Problem to work on =>
Find every line in the records below that contains the word "reason", and copy each such line.

Entries provided =>
★ ★ ★

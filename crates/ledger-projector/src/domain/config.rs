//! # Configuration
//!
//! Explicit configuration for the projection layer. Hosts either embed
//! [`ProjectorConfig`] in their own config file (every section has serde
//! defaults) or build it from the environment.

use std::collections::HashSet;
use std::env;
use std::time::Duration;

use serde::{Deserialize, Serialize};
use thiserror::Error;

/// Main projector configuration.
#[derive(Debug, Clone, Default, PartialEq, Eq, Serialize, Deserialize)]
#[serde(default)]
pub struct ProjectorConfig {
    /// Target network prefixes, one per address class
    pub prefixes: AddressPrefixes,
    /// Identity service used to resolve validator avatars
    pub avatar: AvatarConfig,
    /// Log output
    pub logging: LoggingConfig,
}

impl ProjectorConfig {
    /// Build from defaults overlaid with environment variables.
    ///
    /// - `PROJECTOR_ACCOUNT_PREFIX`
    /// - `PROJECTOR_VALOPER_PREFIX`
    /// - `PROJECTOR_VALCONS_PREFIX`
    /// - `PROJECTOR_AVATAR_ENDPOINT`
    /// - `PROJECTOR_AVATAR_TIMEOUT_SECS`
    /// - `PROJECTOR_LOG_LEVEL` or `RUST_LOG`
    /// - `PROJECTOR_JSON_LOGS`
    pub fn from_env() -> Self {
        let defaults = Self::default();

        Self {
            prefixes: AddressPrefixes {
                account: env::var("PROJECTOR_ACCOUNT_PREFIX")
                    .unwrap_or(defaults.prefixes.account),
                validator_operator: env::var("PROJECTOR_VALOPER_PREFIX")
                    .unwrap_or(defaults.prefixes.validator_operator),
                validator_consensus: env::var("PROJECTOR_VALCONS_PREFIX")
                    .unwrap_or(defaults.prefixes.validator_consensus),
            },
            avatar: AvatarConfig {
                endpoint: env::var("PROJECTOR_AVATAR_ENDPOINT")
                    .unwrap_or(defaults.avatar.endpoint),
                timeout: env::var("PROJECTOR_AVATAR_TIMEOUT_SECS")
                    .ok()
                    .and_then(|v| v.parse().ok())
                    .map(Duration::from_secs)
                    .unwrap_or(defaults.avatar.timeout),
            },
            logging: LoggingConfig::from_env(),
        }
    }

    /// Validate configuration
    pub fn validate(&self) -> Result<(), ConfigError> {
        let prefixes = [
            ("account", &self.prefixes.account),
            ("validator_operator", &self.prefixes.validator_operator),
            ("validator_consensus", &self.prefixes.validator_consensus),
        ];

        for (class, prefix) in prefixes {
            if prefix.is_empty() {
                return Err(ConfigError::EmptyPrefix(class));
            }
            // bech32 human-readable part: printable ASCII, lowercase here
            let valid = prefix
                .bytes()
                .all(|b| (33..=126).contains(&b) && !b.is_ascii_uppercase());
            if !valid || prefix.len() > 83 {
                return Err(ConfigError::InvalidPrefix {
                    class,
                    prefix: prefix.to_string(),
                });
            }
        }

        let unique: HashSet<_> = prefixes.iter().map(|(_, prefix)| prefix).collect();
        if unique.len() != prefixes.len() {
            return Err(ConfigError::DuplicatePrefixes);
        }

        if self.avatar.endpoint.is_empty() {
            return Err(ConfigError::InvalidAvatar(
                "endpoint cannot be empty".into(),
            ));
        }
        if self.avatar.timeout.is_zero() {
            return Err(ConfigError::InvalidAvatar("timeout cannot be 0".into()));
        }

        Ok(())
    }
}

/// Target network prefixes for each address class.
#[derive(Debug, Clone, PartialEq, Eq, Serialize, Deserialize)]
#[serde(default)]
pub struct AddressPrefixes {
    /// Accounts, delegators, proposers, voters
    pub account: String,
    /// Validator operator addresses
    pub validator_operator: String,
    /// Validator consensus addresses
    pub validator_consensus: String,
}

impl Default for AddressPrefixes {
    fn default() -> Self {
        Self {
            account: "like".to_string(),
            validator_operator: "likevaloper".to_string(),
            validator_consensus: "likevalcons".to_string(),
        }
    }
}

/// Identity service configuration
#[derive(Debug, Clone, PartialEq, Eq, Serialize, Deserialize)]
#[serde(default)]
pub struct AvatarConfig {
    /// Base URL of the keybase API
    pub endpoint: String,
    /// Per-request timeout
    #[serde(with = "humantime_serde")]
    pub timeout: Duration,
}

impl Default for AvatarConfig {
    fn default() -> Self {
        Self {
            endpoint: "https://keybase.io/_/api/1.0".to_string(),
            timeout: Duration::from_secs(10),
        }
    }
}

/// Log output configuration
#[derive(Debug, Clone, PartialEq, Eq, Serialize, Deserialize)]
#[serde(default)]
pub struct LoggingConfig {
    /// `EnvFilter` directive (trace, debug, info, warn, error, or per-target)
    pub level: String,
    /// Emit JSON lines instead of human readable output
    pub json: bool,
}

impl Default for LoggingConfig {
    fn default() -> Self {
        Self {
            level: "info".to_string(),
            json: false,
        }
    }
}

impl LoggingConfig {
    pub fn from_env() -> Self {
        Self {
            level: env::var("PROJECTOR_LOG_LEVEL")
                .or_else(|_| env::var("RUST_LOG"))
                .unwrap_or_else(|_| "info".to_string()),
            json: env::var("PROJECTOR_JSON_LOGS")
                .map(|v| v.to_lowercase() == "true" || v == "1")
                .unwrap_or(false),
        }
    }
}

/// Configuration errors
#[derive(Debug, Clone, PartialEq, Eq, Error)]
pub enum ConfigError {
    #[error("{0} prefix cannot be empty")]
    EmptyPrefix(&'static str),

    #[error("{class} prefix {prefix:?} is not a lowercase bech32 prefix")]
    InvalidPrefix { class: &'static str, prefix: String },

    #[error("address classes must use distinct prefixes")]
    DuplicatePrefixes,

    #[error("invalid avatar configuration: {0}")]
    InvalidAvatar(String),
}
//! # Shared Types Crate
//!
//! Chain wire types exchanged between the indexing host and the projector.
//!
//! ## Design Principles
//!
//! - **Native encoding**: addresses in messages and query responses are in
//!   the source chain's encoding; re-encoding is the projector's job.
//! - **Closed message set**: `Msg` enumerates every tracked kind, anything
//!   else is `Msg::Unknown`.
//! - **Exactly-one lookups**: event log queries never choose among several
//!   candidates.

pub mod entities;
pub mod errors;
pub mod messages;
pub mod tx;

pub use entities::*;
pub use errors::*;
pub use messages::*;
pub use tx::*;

★ ★ ★

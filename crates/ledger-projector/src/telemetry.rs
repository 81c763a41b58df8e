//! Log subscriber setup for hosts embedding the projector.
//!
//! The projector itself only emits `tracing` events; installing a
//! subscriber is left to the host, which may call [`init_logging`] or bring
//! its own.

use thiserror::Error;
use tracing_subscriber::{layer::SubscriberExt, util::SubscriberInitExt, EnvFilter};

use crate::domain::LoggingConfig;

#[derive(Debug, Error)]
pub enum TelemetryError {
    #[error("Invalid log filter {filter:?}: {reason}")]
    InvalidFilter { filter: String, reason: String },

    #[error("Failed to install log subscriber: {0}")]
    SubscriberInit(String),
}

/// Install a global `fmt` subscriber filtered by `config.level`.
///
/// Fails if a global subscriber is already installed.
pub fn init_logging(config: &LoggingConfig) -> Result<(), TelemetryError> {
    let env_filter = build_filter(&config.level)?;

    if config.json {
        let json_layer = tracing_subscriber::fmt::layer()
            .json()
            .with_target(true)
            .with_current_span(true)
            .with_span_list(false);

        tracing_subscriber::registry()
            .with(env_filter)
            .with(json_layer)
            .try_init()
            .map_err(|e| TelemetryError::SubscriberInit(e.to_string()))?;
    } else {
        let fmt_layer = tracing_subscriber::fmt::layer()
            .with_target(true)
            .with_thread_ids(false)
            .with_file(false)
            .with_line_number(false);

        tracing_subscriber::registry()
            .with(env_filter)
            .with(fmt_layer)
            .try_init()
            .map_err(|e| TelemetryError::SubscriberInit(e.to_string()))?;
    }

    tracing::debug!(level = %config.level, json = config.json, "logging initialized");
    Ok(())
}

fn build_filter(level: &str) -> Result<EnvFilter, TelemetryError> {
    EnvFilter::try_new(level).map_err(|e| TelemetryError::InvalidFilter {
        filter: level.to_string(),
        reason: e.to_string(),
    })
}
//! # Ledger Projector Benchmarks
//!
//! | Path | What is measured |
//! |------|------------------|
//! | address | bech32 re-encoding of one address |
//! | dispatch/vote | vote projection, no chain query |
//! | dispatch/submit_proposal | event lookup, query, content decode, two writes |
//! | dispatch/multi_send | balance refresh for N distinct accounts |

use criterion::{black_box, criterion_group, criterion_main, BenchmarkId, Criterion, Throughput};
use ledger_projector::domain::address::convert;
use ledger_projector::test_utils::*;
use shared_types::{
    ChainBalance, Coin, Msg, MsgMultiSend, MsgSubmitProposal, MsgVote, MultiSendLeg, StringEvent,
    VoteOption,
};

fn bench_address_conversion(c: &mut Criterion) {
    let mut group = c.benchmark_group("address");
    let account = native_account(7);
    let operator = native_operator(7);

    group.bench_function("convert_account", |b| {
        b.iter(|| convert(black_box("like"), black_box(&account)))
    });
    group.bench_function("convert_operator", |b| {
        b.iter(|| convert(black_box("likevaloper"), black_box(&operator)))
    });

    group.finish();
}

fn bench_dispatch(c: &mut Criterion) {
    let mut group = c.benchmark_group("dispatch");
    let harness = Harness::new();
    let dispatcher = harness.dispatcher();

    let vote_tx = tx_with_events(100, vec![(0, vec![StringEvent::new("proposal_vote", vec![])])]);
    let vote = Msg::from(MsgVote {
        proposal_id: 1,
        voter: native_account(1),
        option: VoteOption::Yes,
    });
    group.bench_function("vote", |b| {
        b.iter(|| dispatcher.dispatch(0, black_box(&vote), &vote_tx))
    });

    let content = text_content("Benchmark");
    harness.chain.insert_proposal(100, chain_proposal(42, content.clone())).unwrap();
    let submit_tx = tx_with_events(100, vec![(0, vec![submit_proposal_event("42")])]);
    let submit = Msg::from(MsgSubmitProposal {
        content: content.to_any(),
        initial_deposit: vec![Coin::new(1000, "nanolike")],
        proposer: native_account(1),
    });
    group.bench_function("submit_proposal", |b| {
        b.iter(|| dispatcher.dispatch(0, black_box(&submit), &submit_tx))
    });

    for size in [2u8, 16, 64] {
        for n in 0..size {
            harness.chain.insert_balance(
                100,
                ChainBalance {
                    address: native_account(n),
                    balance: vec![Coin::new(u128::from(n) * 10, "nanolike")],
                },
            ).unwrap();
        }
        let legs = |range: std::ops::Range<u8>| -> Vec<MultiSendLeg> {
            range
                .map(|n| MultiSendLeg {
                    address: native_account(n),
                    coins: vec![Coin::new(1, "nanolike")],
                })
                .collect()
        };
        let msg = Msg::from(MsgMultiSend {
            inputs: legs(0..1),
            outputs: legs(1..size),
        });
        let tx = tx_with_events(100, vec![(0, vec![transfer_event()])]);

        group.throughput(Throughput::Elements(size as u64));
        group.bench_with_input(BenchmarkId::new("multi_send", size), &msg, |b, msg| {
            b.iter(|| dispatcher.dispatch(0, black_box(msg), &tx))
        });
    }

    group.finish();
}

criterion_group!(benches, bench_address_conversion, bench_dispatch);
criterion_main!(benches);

★ ★ ★

Problem solution =>
    #[error("Invalid log filter {filter:?}: {reason}")]
    InvalidFilter { filter: String, reason: String },
        reason: e.to_string(),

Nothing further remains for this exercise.